## What is required
Exact copies of the line with "pub fn max_attempts(&self)" and of all lines after it through the end of the entries are required, and no other lines.

## Data to examine
+ + + + + + +

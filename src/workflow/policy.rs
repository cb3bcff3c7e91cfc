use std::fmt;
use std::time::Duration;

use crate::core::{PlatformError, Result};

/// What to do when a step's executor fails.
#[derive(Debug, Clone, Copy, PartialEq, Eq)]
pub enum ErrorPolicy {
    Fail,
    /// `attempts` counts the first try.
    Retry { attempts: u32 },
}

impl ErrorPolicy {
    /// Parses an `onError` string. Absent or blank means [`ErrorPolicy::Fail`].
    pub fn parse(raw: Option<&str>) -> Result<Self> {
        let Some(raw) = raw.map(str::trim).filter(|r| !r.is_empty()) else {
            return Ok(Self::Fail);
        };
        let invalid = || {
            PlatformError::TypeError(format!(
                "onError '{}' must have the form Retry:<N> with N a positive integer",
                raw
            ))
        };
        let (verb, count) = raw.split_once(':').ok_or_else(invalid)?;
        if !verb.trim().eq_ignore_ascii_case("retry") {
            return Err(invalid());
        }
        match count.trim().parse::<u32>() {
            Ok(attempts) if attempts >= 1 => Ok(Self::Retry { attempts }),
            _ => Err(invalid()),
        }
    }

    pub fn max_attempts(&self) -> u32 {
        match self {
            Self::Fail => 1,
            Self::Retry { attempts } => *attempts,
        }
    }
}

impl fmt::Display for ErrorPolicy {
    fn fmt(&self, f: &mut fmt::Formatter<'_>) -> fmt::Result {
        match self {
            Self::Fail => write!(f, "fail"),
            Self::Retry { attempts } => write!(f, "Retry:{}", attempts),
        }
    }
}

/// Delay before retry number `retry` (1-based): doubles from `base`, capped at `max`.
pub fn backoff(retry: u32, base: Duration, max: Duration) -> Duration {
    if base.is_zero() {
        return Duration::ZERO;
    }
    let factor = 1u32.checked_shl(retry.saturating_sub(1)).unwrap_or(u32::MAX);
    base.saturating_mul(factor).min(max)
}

+ + + + + + +

## Answer to this exercise
    pub fn max_attempts(&self) -> u32 {
        match self {
            Self::Fail => 1,
            Self::Retry { attempts } => *attempts,
        }
    }
}

impl fmt::Display for ErrorPolicy {
    fn fmt(&self, f: &mut fmt::Formatter<'_>) -> fmt::Result {
        match self {
            Self::Fail => write!(f, "fail"),
            Self::Retry { attempts } => write!(f, "Retry:{}", attempts),
        }
    }
}

/// Delay before retry number `retry` (1-based): doubles from `base`, capped at `max`.
pub fn backoff(retry: u32, base: Duration, max: Duration) -> Duration {
    if base.is_zero() {
        return Duration::ZERO;
    }
    let factor = 1u32.checked_shl(retry.saturating_sub(1)).unwrap_or(u32::MAX);
    base.saturating_mul(factor).min(max)
}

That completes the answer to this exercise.